Chaudhary said that corporate tax rates have been gradually reduced over the years since 2016 to promote growth, boost investment and create more job opportunities. At the same time, exemptions and incentives available to the corporates have also been phased out to simplify the tax system.

The Finance Act, 2016, reduced corporate tax rates to 29 per cent of the total income. Then, under the Finance Act, 2017, the corporate tax rates were reduced to 25 per cent of the total income to inter alia make smaller domestic companies having an annual turnover of Rs 50 crore more viable and to encourage firms to migrate to the company format. Similarly, in 2019, corporate tax rates were reduced to 22 per cent.

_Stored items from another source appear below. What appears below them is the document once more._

//! Gapless, interruptible playback of decoded model audio
//!
//! Incoming frames are scheduled against a monotonic cursor measured in
//! output samples: each new segment starts at the previous segment's
//! intended end rather than its own arrival time, so playback stays gapless
//! under network jitter. Interruption stops everything instantly and
//! re-bases the cursor at the device clock.

use std::sync::{Arc, Mutex};

use cpal::traits::{DeviceTrait, HostTrait, StreamTrait};
use cpal::{Device, SampleRate, Stream, StreamConfig};

use crate::audio::codec::{self, EncodedEnvelope, PLAYBACK_SAMPLE_RATE};
use crate::{Error, Result};

/// One scheduled-but-not-yet-finished decoded segment
struct PlaybackHandle {
    /// Device-clock sample at which this segment begins
    start: u64,
    samples: Vec<f32>,
    /// Samples already rendered
    pos: usize,
}

impl PlaybackHandle {
    const fn finished(&self) -> bool {
        self.pos >= self.samples.len()
    }
}

/// Cursor, device clock and in-flight handle registry.
///
/// Mutated only from `on_frame_received`, `on_interrupted` and the output
/// callback; no other component touches it.
struct SchedulerState {
    /// Samples the output callback has rendered since activation
    clock: u64,
    /// Earliest sample at which the next segment may begin
    cursor: u64,
    handles: Vec<PlaybackHandle>,
}

impl SchedulerState {
    const fn new() -> Self {
        Self {
            clock: 0,
            cursor: 0,
            handles: Vec::new(),
        }
    }

    /// Schedule a decoded segment; returns its start sample
    fn schedule(&mut self, samples: Vec<f32>) -> u64 {
        let start = self.cursor.max(self.clock);
        self.cursor = start + samples.len() as u64;
        self.handles.push(PlaybackHandle {
            start,
            samples,
            pos: 0,
        });
        start
    }

    /// Stop every handle and re-base the cursor at the device clock
    fn interrupt(&mut self) {
        self.handles.clear();
        self.cursor = self.clock;
    }

    /// Render `frames` output frames, mixing due segments and advancing the
    /// device clock. Handles that complete are removed.
    fn render(&mut self, out: &mut [f32], channels: usize) {
        for frame in out.chunks_mut(channels.max(1)) {
            let mut mixed = 0.0f32;
            for handle in &mut self.handles {
                if handle.start <= self.clock && !handle.finished() {
                    mixed += handle.samples[handle.pos];
                    handle.pos += 1;
                }
            }
            for slot in frame.iter_mut() {
                *slot = mixed;
            }
            self.clock += 1;
        }
        self.handles.retain(|h| !h.finished());
    }

    /// Advance the clock without an output buffer (detached mode)
    fn tick(&mut self, frames: u64) {
        for _ in 0..frames {
            for handle in &mut self.handles {
                if handle.start <= self.clock && !handle.finished() {
                    handle.pos += 1;
                }
            }
            self.clock += 1;
        }
        self.handles.retain(|h| !h.finished());
    }
}

/// Schedules decoded model audio on the default output device at 24 kHz
pub struct PlaybackScheduler {
    state: Arc<Mutex<SchedulerState>>,
    device: Option<(Device, StreamConfig)>,
    stream: Option<Stream>,
}

impl PlaybackScheduler {
    /// Create a scheduler bound to the default output device
    ///
    /// # Errors
    ///
    /// Returns error if no suitable output device or config exists
    pub fn new() -> Result<Self> {
        let host = cpal::default_host();

        let device = host
            .default_output_device()
            .ok_or_else(|| Error::Audio("no output device available".to_string()))?;

        let supported_config = device
            .supported_output_configs()
            .map_err(|e| Error::Audio(e.to_string()))?
            .find(|c| {
                c.min_sample_rate() <= SampleRate(PLAYBACK_SAMPLE_RATE)
                    && c.max_sample_rate() >= SampleRate(PLAYBACK_SAMPLE_RATE)
            })
            .ok_or_else(|| Error::Audio("no suitable output config found".to_string()))?;

        let config = supported_config
            .with_sample_rate(SampleRate(PLAYBACK_SAMPLE_RATE))
            .config();

        tracing::debug!(
            device = device.name().unwrap_or_default(),
            sample_rate = PLAYBACK_SAMPLE_RATE,
            channels = config.channels,
            "playback scheduler initialized"
        );

        Ok(Self {
            state: Arc::new(Mutex::new(SchedulerState::new())),
            device: Some((device, config)),
            stream: None,
        })
    }

    /// Create a scheduler with no output device.
    ///
    /// The device clock only moves through [`advance_clock`]; used on
    /// headless hosts and in tests.
    ///
    /// [`advance_clock`]: Self::advance_clock
    #[must_use]
    pub fn detached() -> Self {
        Self {
            state: Arc::new(Mutex::new(SchedulerState::new())),
            device: None,
            stream: None,
        }
    }

    /// Open the output stream and start the device clock
    ///
    /// # Errors
    ///
    /// Returns error if the output stream cannot be built
    pub fn activate(&mut self) -> Result<()> {
        if self.stream.is_some() {
            return Ok(());
        }

        let Some((device, config)) = self.device.as_ref() else {
            return Ok(());
        };

        let channels = config.channels as usize;
        let state = Arc::clone(&self.state);

        let stream = device
            .build_output_stream(
                config,
                move |data: &mut [f32], _: &cpal::OutputCallbackInfo| {
                    if let Ok(mut state) = state.lock() {
                        state.render(data, channels);
                    }
                },
                |err| {
                    tracing::error!(error = %err, "playback stream error");
                },
                None,
            )
            .map_err(|e| Error::Audio(e.to_string()))?;

        stream.play().map_err(|e| Error::Audio(e.to_string()))?;
        self.stream = Some(stream);

        tracing::debug!("playback stream started");
        Ok(())
    }

    /// Decode an inbound frame and schedule it after the previous segment's
    /// intended end (or "now", whichever is later)
    ///
    /// # Errors
    ///
    /// Returns `ProtocolError` if the envelope payload is malformed
    pub fn on_frame_received(&self, envelope: &EncodedEnvelope) -> Result<()> {
        let samples = codec::decode_envelope(envelope, 1)?
            .pop()
            .unwrap_or_default();
        if samples.is_empty() {
            return Ok(());
        }

        let duration = samples.len();
        if let Ok(mut state) = self.state.lock() {
            let start = state.schedule(samples);
            tracing::trace!(
                start,
                duration,
                live = state.handles.len(),
                "segment scheduled"
            );
        }
        Ok(())
    }

    /// Stop every live handle instantly, clear the registry and reset the
    /// cursor to the device clock. Safe to call with zero live handles.
    pub fn on_interrupted(&self) {
        if let Ok(mut state) = self.state.lock() {
            let stopped = state.handles.len();
            state.interrupt();
            tracing::debug!(stopped, "playback interrupted");
        }
    }

    /// Release the output device and reset all scheduling state
    pub fn release(&mut self) {
        if let Some(stream) = self.stream.take() {
            drop(stream);
            tracing::debug!("playback stream released");
        }
        if let Ok(mut state) = self.state.lock() {
            *state = SchedulerState::new();
        }
    }

    /// Number of segments scheduled but not yet finished
    #[must_use]
    pub fn active_handles(&self) -> usize {
        self.state.lock().map(|s| s.handles.len()).unwrap_or(0)
    }

    /// Earliest sample at which the next segment may begin
    #[must_use]
    pub fn cursor(&self) -> u64 {
        self.state.lock().map(|s| s.cursor).unwrap_or(0)
    }

    /// Samples rendered by the output callback so far
    #[must_use]
    pub fn device_clock(&self) -> u64 {
        self.state.lock().map(|s| s.clock).unwrap_or(0)
    }

    /// Advance the device clock manually (detached mode only)
    pub fn advance_clock(&self, frames: u64) {
        if let Ok(mut state) = self.state.lock() {
            state.tick(frames);
        }
    }
}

Vide the Finance Act, 2024, tax rates have been reduced from 40 per cent to 35 per cent on the income of foreign companies (other than that chargeable at special rates) to promote investment and employment.

The minister highlighted that the tax base over the years has increased, which can be attributed to several legislative, administrative and enforcement measures taken by the government to improve voluntary compliance and widen the tax net.

These include NUDGE (Non-intrusive usage of data to guide and enable) taxpayer campaigns to improve the compliance ecosystem and to assist taxpayers in reviewing their ITRs and correcting mistakes, if any, by filing revised ITRs.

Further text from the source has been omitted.